REQUIREMENT -> Search the listing below for the word "element" and copy each line where it appears.

★ ★ ★

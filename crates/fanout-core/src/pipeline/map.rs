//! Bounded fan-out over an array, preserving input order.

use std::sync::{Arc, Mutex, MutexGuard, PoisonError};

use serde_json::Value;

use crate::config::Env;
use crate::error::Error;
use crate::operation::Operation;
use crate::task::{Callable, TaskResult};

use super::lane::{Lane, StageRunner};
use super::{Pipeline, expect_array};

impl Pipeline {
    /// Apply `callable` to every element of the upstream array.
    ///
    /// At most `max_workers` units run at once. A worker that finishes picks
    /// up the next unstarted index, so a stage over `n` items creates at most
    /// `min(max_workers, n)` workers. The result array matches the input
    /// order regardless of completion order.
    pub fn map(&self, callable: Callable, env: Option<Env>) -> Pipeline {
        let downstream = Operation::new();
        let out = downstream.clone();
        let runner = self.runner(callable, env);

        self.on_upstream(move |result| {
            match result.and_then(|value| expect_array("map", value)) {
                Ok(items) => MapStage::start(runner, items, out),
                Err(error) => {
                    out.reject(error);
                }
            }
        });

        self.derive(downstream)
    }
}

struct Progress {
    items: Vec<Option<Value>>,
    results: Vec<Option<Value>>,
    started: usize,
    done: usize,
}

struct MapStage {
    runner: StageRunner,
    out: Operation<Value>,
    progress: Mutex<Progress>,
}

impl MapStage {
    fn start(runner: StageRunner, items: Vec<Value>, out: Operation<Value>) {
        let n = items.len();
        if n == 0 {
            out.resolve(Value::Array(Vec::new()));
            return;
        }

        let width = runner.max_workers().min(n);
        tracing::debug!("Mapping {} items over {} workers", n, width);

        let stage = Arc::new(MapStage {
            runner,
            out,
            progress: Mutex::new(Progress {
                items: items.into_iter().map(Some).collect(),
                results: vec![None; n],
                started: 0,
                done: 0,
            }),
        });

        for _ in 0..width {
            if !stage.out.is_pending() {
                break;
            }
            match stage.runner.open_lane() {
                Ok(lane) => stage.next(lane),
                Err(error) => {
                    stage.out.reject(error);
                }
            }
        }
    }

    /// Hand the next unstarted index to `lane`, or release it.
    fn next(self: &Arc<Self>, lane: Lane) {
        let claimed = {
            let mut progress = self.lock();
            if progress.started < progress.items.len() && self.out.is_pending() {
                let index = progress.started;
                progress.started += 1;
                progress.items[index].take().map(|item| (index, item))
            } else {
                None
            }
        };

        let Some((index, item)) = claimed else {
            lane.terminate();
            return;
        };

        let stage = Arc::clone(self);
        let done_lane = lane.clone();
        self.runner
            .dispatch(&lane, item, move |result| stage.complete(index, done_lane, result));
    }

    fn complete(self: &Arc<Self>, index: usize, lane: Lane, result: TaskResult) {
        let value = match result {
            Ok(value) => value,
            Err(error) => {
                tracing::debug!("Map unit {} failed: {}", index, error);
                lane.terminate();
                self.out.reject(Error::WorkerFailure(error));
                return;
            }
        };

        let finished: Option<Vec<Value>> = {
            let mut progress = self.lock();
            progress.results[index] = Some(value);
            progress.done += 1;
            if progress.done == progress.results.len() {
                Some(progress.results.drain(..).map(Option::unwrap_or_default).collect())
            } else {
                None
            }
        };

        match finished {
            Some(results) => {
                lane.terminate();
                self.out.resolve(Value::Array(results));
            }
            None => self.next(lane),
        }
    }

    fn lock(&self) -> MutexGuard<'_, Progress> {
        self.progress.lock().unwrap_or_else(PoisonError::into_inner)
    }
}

★ ★ ★

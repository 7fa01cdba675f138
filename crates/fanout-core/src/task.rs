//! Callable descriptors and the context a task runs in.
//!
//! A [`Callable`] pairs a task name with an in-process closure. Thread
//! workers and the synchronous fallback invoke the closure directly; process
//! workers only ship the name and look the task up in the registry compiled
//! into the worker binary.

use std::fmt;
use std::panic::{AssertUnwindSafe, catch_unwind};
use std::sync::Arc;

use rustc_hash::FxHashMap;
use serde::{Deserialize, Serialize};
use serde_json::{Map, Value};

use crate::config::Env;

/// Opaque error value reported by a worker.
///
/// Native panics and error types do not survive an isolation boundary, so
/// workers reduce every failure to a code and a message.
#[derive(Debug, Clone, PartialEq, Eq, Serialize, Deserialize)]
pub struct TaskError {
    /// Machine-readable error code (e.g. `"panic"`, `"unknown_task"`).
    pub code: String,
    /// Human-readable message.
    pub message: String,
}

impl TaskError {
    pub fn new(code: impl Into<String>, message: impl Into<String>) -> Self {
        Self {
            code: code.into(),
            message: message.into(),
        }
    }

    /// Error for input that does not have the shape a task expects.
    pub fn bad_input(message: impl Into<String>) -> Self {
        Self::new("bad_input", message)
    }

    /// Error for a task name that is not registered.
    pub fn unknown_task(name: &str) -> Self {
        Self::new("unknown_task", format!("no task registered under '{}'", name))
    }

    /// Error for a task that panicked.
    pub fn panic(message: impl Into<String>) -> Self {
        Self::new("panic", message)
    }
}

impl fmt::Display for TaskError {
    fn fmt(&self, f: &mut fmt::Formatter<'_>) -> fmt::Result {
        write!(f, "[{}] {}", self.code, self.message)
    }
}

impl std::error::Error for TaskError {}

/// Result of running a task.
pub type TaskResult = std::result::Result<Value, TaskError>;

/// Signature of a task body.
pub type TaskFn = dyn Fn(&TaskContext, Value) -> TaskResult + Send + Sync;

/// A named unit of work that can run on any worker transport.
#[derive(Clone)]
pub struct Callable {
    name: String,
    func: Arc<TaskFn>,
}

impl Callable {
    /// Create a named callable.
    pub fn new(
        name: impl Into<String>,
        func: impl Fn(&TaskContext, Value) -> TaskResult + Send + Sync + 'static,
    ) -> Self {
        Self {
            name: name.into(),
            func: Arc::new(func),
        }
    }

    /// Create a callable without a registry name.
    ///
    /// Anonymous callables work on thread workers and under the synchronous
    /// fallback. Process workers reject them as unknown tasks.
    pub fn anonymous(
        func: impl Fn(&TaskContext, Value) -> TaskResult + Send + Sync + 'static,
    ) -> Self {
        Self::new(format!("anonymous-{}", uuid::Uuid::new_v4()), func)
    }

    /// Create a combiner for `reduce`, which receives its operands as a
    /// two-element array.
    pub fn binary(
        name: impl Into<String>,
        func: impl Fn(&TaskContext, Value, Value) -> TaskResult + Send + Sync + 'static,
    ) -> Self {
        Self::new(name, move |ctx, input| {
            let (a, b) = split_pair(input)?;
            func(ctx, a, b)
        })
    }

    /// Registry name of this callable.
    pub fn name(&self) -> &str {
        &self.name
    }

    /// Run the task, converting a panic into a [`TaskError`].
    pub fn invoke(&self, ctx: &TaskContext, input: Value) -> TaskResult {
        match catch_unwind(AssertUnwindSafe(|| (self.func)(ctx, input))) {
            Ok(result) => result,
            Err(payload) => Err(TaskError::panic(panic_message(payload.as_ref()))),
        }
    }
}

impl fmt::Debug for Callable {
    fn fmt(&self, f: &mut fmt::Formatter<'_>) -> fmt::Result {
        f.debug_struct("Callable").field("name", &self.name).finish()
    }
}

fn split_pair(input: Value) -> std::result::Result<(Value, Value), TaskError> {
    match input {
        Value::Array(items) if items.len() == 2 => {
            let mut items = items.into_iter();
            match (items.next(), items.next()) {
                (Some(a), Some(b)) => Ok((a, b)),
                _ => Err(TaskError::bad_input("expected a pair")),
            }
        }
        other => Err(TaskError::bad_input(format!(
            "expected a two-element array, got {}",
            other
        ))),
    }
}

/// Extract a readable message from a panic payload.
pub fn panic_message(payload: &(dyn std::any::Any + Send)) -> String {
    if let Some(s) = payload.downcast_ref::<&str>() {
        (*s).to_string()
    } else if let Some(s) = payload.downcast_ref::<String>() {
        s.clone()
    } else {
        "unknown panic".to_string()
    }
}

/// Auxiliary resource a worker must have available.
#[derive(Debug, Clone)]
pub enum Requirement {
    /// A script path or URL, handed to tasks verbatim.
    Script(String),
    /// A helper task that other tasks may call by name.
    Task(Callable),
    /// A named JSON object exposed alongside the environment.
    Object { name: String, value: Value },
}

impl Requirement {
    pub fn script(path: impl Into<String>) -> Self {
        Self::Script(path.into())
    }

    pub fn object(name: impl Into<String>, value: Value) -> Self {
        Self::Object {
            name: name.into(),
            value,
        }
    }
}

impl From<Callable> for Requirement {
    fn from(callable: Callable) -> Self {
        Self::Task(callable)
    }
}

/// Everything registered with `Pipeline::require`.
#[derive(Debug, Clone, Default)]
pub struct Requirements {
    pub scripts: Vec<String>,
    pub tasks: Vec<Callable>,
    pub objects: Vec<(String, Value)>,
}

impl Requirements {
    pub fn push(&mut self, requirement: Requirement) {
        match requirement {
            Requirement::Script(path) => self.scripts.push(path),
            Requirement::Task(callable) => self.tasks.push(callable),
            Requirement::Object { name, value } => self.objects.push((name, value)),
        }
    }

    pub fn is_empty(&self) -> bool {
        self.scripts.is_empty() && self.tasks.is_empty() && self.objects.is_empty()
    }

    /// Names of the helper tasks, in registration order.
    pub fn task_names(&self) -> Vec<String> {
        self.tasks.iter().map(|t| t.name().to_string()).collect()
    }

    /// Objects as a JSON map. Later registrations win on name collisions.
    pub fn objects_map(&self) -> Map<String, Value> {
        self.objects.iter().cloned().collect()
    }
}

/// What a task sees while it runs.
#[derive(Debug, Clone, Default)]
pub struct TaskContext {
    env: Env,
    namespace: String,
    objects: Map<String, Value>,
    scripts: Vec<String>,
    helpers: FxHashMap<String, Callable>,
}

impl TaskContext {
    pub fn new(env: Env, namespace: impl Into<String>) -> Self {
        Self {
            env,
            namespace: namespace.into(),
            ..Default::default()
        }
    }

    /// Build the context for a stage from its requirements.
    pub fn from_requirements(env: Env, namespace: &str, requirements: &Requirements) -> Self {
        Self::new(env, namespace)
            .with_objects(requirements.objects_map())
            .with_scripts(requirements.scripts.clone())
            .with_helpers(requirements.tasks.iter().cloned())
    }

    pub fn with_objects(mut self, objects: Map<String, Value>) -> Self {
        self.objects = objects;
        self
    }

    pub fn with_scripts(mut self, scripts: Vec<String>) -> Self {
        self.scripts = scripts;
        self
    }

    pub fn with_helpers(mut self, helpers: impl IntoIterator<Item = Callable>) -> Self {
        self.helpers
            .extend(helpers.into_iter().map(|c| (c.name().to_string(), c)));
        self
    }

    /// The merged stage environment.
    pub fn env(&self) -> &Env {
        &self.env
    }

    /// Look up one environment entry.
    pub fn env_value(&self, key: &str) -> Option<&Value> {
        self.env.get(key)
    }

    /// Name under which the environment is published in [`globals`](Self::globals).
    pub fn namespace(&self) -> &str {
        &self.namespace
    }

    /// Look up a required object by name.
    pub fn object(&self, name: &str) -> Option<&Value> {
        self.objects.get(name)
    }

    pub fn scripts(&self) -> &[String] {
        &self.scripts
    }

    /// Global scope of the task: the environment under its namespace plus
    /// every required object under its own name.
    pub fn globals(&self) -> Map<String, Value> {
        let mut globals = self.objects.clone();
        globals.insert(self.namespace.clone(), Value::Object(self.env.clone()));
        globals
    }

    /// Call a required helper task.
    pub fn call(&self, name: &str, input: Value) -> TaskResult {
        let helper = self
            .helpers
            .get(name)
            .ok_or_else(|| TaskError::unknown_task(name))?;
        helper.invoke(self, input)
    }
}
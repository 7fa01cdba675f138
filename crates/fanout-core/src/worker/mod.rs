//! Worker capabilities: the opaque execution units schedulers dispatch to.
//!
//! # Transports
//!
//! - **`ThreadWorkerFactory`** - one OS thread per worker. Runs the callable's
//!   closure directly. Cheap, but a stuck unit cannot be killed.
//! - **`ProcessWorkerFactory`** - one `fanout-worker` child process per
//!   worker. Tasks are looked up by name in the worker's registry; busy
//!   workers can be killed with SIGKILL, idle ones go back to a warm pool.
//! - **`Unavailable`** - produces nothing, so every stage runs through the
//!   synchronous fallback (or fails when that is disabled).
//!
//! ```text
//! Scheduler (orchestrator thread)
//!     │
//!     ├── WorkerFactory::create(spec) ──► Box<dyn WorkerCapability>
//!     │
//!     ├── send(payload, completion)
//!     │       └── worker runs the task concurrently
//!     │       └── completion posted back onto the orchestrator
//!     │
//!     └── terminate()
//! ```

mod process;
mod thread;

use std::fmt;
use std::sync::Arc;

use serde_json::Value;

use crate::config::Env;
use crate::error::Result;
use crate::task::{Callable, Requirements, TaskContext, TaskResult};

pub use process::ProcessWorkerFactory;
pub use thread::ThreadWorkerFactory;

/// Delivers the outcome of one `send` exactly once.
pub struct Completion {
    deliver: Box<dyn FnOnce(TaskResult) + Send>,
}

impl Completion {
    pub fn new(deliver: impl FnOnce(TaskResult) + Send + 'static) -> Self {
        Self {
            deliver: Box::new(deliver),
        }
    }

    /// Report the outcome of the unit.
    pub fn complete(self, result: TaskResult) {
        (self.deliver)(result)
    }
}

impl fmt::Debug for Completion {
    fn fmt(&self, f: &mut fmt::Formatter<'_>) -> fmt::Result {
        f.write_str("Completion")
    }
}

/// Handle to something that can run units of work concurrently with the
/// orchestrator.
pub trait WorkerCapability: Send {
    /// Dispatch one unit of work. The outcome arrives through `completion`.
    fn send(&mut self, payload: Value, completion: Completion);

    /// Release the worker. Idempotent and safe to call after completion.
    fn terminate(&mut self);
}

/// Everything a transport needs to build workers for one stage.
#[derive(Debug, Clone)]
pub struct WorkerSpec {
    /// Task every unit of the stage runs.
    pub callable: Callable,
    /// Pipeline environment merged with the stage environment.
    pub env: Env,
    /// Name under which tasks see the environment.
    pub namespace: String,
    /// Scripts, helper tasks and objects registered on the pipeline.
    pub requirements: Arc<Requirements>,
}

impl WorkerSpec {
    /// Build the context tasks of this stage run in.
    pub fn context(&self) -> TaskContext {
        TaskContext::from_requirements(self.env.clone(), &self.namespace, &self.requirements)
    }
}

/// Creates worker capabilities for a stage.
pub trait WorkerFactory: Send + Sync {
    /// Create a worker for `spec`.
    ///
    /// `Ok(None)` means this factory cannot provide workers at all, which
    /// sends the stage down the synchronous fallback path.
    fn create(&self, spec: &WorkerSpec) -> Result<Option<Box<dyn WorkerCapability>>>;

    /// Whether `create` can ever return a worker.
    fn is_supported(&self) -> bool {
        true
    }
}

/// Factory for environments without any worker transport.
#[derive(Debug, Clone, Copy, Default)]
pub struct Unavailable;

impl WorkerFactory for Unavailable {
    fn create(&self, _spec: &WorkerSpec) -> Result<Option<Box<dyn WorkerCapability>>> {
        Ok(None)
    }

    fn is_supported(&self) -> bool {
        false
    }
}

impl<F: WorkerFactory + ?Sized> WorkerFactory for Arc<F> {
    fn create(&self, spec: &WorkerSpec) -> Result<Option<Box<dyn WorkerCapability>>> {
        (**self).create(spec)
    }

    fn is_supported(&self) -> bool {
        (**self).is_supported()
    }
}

★ ★ ★

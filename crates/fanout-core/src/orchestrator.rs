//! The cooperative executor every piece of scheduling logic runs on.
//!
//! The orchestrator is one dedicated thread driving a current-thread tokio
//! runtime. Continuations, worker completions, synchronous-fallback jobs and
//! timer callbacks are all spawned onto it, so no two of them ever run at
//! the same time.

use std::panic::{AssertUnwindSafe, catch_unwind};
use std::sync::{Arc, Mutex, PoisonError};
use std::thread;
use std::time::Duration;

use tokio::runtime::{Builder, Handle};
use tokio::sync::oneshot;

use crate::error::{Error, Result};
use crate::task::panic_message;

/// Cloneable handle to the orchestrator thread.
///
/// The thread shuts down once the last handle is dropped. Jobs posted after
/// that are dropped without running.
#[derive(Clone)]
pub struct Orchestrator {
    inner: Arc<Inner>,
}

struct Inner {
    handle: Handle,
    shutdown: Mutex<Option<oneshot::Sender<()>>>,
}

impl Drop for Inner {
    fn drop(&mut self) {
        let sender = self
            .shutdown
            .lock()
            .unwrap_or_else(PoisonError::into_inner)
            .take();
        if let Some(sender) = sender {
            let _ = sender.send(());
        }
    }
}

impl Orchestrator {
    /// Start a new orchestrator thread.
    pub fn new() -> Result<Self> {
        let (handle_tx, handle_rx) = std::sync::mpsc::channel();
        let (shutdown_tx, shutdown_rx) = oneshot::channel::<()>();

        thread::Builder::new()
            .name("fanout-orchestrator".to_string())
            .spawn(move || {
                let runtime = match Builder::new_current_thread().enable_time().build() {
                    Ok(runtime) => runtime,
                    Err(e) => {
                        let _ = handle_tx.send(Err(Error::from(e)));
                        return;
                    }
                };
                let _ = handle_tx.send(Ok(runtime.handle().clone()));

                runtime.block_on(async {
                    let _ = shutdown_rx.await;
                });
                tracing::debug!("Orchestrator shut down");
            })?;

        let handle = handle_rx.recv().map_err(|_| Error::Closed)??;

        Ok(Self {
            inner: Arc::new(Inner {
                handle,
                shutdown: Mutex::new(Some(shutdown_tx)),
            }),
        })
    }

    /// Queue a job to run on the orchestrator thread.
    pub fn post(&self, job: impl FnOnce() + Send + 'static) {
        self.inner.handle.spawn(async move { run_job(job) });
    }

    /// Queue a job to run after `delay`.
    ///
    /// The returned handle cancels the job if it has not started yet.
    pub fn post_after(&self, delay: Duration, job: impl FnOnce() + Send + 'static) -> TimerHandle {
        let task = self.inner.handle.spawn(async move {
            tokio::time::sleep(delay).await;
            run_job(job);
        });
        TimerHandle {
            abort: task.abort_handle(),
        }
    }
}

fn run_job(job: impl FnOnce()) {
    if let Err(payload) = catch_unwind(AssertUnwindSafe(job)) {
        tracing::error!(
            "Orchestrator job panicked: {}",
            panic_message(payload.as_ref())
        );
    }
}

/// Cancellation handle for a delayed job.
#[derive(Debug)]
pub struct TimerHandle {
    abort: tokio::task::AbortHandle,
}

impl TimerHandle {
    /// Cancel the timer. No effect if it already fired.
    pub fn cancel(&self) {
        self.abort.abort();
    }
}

★ ★ ★

THE COMPLETED TASK ->
    /// Apply `callable` to every element of the upstream array.
    /// two-element array.
            "expected a two-element array, got {}",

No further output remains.